Potential Zika Vaccine: Encapsulated Nanocomplex Promotes Both T(H)1/T(H)2 Responses in Mice

The concept of vaccination originated from the discovery that cowpox inoculation can prevent infection from the smallpox virus. Subsequent studies have addressed the roles of lymphocytes in induction, education, and memory of host immunity targeting foreign antigens. However, antigens alone stimulate poor immunogenicity, requiring an immunological adjuvant. Common adjuvants include inactivated toxins from bacteria or aluminium hydroxide/phosphate. Although several new adjuvants are being developed, polarized immunity and safety are still of concern. To address these limitations, in the present study, two biodegradable polymers are utilized, chitosan and gamma-polyglutamic acid (gamma-PGA), to encapsulate inactivated Zika virus (iZV) as a nanocomplex (iZV-NC) vaccine by the electro-kinetic approach. iZV-NC vaccine elicited both anti-ZV IgG1/2a antibodies, correcting to T helper (T-H) 2/1 responses in BALB/c mice.
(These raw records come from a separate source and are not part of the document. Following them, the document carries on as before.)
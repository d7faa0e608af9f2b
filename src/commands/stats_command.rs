//! Tile statistics command
//!
//! Walks every tile of a file, normalizes it with the file's quantile
//! bounds and reports the minimum, mean and maximum of each tile.

use clap::ArgMatches;
use log::{debug, info};
use ndarray::ArrayD;

use crate::commands::command_traits::Command;
use crate::commands::options;
use crate::errors::TileResult;
use crate::raster::source::RasterSource;
use crate::tiling::{TileConfig, TiledRaster};
use crate::utils::progress::ProgressTracker;

/// Summary of one normalized tile
#[derive(Debug, Clone, PartialEq)]
pub struct TileStats {
    pub min: f64,
    pub mean: f64,
    pub max: f64,
    /// Number of non-NaN values
    pub count: usize,
}

impl TileStats {
    /// Statistics over the non-NaN values of `array`
    pub fn from_array(array: &ArrayD<f64>) -> Self {
        let mut stats = TileStats { min: f64::NAN, mean: f64::NAN, max: f64::NAN, count: 0 };
        let mut sum = 0.0;

        for &v in array.iter().filter(|v| !v.is_nan()) {
            stats.min = if stats.count == 0 { v } else { stats.min.min(v) };
            stats.max = if stats.count == 0 { v } else { stats.max.max(v) };
            sum += v;
            stats.count += 1;
        }
        if stats.count > 0 {
            stats.mean = sum / stats.count as f64;
        }

        stats
    }
}

/// Command reporting normalized statistics for every tile
pub struct StatsCommand {
    /// Path to the input file
    input_file: String,
    /// Tiling parameters
    config: TileConfig,
    /// Whether to clip normalized values to [0, 1]
    trim: bool,
}

impl StatsCommand {
    /// Create a new stats command
    ///
    /// # Arguments
    /// * `args` - CLI argument matches from clap
    pub fn new(args: &ArgMatches) -> TileResult<Self> {
        Ok(StatsCommand {
            input_file: options::input_file(args)?,
            config: options::tile_config(args)?,
            trim: args.get_flag("trim"),
        })
    }

    /// Normalize every tile and summarize it, advancing `progress` per tile
    pub fn collect<S: RasterSource>(
        tiled: &TiledRaster<S>,
        trim: bool,
        progress: &ProgressTracker,
    ) -> TileResult<Vec<(Vec<usize>, TileStats)>> {
        let mut rows = Vec::with_capacity(tiled.len());

        for (i, (tile, offset)) in tiled.split().enumerate() {
            debug!("Reading tile {} at {:?}", i, offset);
            let data = tiled.normalize(tile.read()?, trim)?;
            rows.push((offset, TileStats::from_array(&data)));
            progress.increment(1);
        }

        Ok(rows)
    }
}

impl Command for StatsCommand {
    fn execute(&self) -> TileResult<()> {
        info!("Computing tile statistics for {}", self.input_file);
        let tiled = TiledRaster::open(&self.input_file, self.config.clone())?;

        let progress = ProgressTracker::new(tiled.len() as u64, "Normalizing tiles");
        let rows = Self::collect(&tiled, self.trim, &progress)?;
        progress.finish();

        println!("{:>6}  {:<24} {:>10} {:>10} {:>10}", "tile", "offset", "min", "mean", "max");
        for (i, (offset, stats)) in rows.iter().enumerate() {
            println!(
                "{:>6}  {:<24} {:>10.4} {:>10.4} {:>10.4}",
                i, format!("{:?}", offset), stats.min, stats.mean, stats.max
            );
        }

        Ok(())
    }
}
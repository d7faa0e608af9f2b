//! TIFF file format parsing module
//!
//! Reads the header and IFD chain of TIFF and BigTIFF files and works out
//! where their pixel array lives, so it can be memory-mapped.

pub mod ifd;
pub(crate) mod types;
pub mod reader;
pub mod layout;
pub(crate) mod constants;
pub(crate) mod validation;

#[cfg(test)]
pub(crate) mod tests;

pub use crate::io::byte_order::{BigEndianHandler, ByteOrder, ByteOrderHandler, LittleEndianHandler};
pub use ifd::{IFD, IFDEntry};
pub use layout::RasterLayout;
pub use reader::TiffReader;
pub use types::TIFF;
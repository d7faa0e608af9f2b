//! Raster layout discovery
//!
//! Works out whether the pixel data of a TIFF can be addressed as one flat
//! C-ordered array (uncompressed, stripped, every page stored back to back)
//! and, if so, where that array starts and what its shape and dtype are.

use log::{debug, info, warn};

use crate::errors::{TileError, TileResult};
use crate::io::byte_order::ByteOrder;
use crate::io::seekable::SeekableReader;
use crate::raster::dtype::DType;
use crate::tiff::constants::{compression, planar, sample_format, tags};
use crate::tiff::ifd::IFD;
use crate::tiff::reader::TiffReader;
use crate::tiff::types::TIFF;
use crate::tiff::validation;

/// Location and interpretation of the contiguous pixel array of a TIFF
#[derive(Debug, Clone, PartialEq)]
pub struct RasterLayout {
    /// Array shape, C order
    pub shape: Vec<usize>,
    /// Element type
    pub dtype: DType,
    /// Byte order of the elements
    pub byte_order: ByteOrder,
    /// File offset of the first element
    pub data_offset: u64,
    /// Size of the array in bytes
    pub nbytes: u64,
}

/// Per-page sample description, must be identical across pages
#[derive(Debug, Clone, PartialEq)]
struct PageFormat {
    width: u64,
    height: u64,
    samples: u64,
    bits: u64,
    format: u64,
    planar: u64,
}

impl RasterLayout {
    /// Number of elements in the array
    pub fn len(&self) -> usize {
        self.shape.iter().product()
    }

    /// Whether the array has no elements
    pub fn is_empty(&self) -> bool {
        self.len() == 0
    }

    /// Discovers the layout of a parsed TIFF
    ///
    /// # Arguments
    /// * `tiff` - The parsed TIFF structure
    /// * `tiff_reader` - Reader that parsed `tiff`, used for tag arrays
    /// * `reader` - Stream over the same file
    pub fn discover(tiff: &TIFF, tiff_reader: &TiffReader, reader: &mut dyn SeekableReader) -> TileResult<Self> {
        let pages = tiff.pages();
        let first = *pages.first()
            .ok_or_else(|| TileError::UnsupportedLayout("file contains no image pages".to_string()))?;

        let format = read_page_format(first, tiff_reader, reader)?;
        let dtype = DType::from_tiff(format.bits, format.format)?;
        debug!("Page format: {:?} -> {}", format, dtype);

        let file_size = validation::get_file_size(reader)?;
        let itemsize = dtype.itemsize() as u64;
        let mut data_offset = None;
        let mut next_expected = 0u64;

        for (page_index, page) in pages.iter().enumerate() {
            if page.number != first.number && read_page_format(page, tiff_reader, reader)? != format {
                return Err(TileError::UnsupportedLayout(format!(
                    "page {} differs in shape or sample format from page {}",
                    page.number, first.number
                )));
            }

            let offsets = tiff_reader.read_tag_values(reader, page, tags::STRIP_OFFSETS)?;
            let counts = tiff_reader.read_tag_values(reader, page, tags::STRIP_BYTE_COUNTS)?;
            if offsets.len() != counts.len() {
                return Err(TileError::UnsupportedLayout(format!(
                    "page {} has {} strip offsets but {} byte counts",
                    page.number, offsets.len(), counts.len()
                )));
            }

            let strips = StripPlan::for_page(page, &format, itemsize)?;
            if offsets.len() as u64 != strips.len() {
                return Err(TileError::UnsupportedLayout(format!(
                    "page {} has {} strips but its rows per strip imply {}",
                    page.number, offsets.len(), strips.len()
                )));
            }

            let last_page = page_index + 1 == pages.len();
            let strip_count = offsets.len();
            for (strip, (offset, count)) in offsets.into_iter().zip(counts).enumerate() {
                let required = strips.strip_bytes(strip as u64);
                if data_offset.is_none() {
                    data_offset = Some(offset);
                    next_expected = offset;
                } else if offset != next_expected {
                    return Err(TileError::UnsupportedLayout(format!(
                        "strip at offset {} in page {} is not contiguous with the previous strip (expected {})",
                        offset, page.number, next_expected
                    )));
                }

                if count < required {
                    return Err(TileError::UnsupportedLayout(format!(
                        "strip {} of page {} holds {} bytes but {} are needed",
                        strip, page.number, count, required
                    )));
                }
                if count > required {
                    // Only trailing bytes after the very last strip leave every element in place
                    if !(last_page && strip + 1 == strip_count) {
                        return Err(TileError::UnsupportedLayout(format!(
                            "strip {} of page {} is padded ({} bytes for {} of data)",
                            strip, page.number, count, required
                        )));
                    }
                    warn!("Last strip holds {} bytes, {} more than the pixel data needs", count, count - required);
                }
                next_expected = next_expected.saturating_add(required);
            }
        }

        let data_offset = data_offset
            .ok_or_else(|| TileError::UnsupportedLayout("file contains no strips".to_string()))?;

        let elements = pages.len() as u64 * format.height * format.width * format.samples;
        let expected = elements * itemsize;
        if next_expected - data_offset != expected {
            return Err(TileError::UnsupportedLayout(format!(
                "strips hold {} bytes but {} are needed for {} elements",
                next_expected - data_offset, expected, elements
            )));
        }
        validation::validate_byte_range(data_offset, expected, file_size, "pixel data")?;

        let described = describe_shape(first, tiff_reader, reader, elements);
        let shape = described.unwrap_or_else(|| default_shape(pages.len(), &format));

        info!("Raster layout: shape {:?}, dtype {}, {} bytes at offset {}",
              shape, dtype, expected, data_offset);

        Ok(RasterLayout {
            shape,
            dtype,
            byte_order: tiff.byte_order,
            data_offset,
            nbytes: expected,
        })
    }
}

/// Expected strip sizes of one page
///
/// Strips run through each sample plane in turn; the last strip of a plane
/// covers whatever rows remain.
#[derive(Debug, Clone, Copy)]
struct StripPlan {
    height: u64,
    rows_per_strip: u64,
    row_bytes: u64,
    planes: u64,
}

impl StripPlan {
    fn for_page(ifd: &IFD, format: &PageFormat, itemsize: u64) -> TileResult<Self> {
        let rows_per_strip = ifd.get_tag_value(tags::ROWS_PER_STRIP)
            .unwrap_or(format.height)
            .min(format.height);
        if rows_per_strip == 0 && format.height > 0 {
            return Err(TileError::UnsupportedLayout(format!(
                "page {} declares zero rows per strip",
                ifd.number
            )));
        }

        let (row_bytes, planes) = if format.planar == planar::PLANAR && format.samples > 1 {
            (format.width.saturating_mul(itemsize), format.samples)
        } else {
            (format.width.saturating_mul(format.samples).saturating_mul(itemsize), 1)
        };

        Ok(StripPlan { height: format.height, rows_per_strip, row_bytes, planes })
    }

    fn strips_per_plane(&self) -> u64 {
        if self.rows_per_strip == 0 {
            0
        } else {
            self.height.div_ceil(self.rows_per_strip)
        }
    }

    /// Number of strips the page must have
    fn len(&self) -> u64 {
        self.strips_per_plane() * self.planes
    }

    /// Data bytes of strip `index`, excluding any padding
    fn strip_bytes(&self, index: u64) -> u64 {
        let first_row = (index % self.strips_per_plane().max(1)) * self.rows_per_strip;
        let rows = self.rows_per_strip.min(self.height.saturating_sub(first_row));
        rows.saturating_mul(self.row_bytes)
    }
}

/// Reads and checks the sample layout tags of one page
fn read_page_format(ifd: &IFD, tiff_reader: &TiffReader, reader: &mut dyn SeekableReader) -> TileResult<PageFormat> {
    if ifd.is_tiled() {
        return Err(TileError::UnsupportedLayout(format!(
            "page {} stores pixels in tiles; only stripped files can be mapped",
            ifd.number
        )));
    }

    let compression = ifd.get_tag_value(tags::COMPRESSION).unwrap_or(compression::NONE as u64);
    if compression != compression::NONE as u64 {
        return Err(TileError::UnsupportedLayout(format!(
            "page {} is compressed (code {}); only uncompressed files can be mapped",
            ifd.number, compression
        )));
    }

    let width = ifd.get_tag_value(tags::IMAGE_WIDTH).ok_or(TileError::TagNotFound(tags::IMAGE_WIDTH))?;
    let height = ifd.get_tag_value(tags::IMAGE_LENGTH).ok_or(TileError::TagNotFound(tags::IMAGE_LENGTH))?;
    let samples = ifd.get_samples_per_pixel();

    let bits = uniform_tag_value(ifd, tiff_reader, reader, tags::BITS_PER_SAMPLE, 1)?;
    let format = uniform_tag_value(ifd, tiff_reader, reader, tags::SAMPLE_FORMAT, sample_format::UINT)?;
    let planar = ifd.get_tag_value(tags::PLANAR_CONFIGURATION).unwrap_or(planar::CHUNKY);

    Ok(PageFormat { width, height, samples, bits, format, planar })
}

/// Reads a per-sample tag whose values must all agree
fn uniform_tag_value(
    ifd: &IFD,
    tiff_reader: &TiffReader,
    reader: &mut dyn SeekableReader,
    tag: u16,
    default: u64,
) -> TileResult<u64> {
    if !ifd.has_tag(tag) {
        return Ok(default);
    }

    let values = tiff_reader.read_tag_values(reader, ifd, tag)?;
    let first = values.first().copied().unwrap_or(default);
    if values.iter().any(|&v| v != first) {
        return Err(TileError::UnsupportedLayout(format!(
            "page {} mixes values {:?} for tag {}",
            ifd.number, values, tag
        )));
    }

    Ok(first)
}

/// Shape recorded in a JSON image description (`{"shape": [...]}`)
///
/// Returns None when there is no description, it is not JSON, or its
/// shape does not account for exactly `elements` elements.
fn describe_shape(ifd: &IFD, tiff_reader: &TiffReader, reader: &mut dyn SeekableReader, elements: u64) -> Option<Vec<usize>> {
    if !ifd.has_tag(tags::IMAGE_DESCRIPTION) {
        return None;
    }

    let description = tiff_reader.read_ascii_tag(reader, ifd, tags::IMAGE_DESCRIPTION).ok()?;
    let value: serde_json::Value = serde_json::from_str(description.trim()).ok()?;
    let shape: Vec<usize> = value.get("shape")?
        .as_array()?
        .iter()
        .map(|v| v.as_u64().map(|n| n as usize))
        .collect::<Option<_>>()?;

    if shape.is_empty() || shape.iter().map(|&n| n as u64).product::<u64>() != elements {
        warn!("Ignoring description shape {:?}, it does not match {} elements", shape, elements);
        return None;
    }

    debug!("Shape from image description: {:?}", shape);
    Some(shape)
}

/// Shape implied by the page structure alone
///
/// Multiple pages add a leading page axis; multiple samples add a trailing
/// axis (chunky) or a leading one (planar).
fn default_shape(page_count: usize, format: &PageFormat) -> Vec<usize> {
    let mut shape = Vec::with_capacity(4);
    if page_count > 1 {
        shape.push(page_count);
    }

    let samples = format.samples as usize;
    let (height, width) = (format.height as usize, format.width as usize);

    if samples > 1 && format.planar == planar::PLANAR {
        shape.extend([samples, height, width]);
    } else {
        shape.extend([height, width]);
        if samples > 1 {
            shape.push(samples);
        }
    }

    shape
}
Further, these antibodies have the ability to neutralize ZV infection. Additionally, CD4/8 T cells are shown to be activated by ex vivo treatment of iZV, showing established immunity against ZV. Taken together, these results suggest that iZV-NC can produce balanced T(H)1/2 responses compared to the aluminum adjuvant, thereby providing novel insights into the immune mechanism through which NC acts against infectious diseases in humans.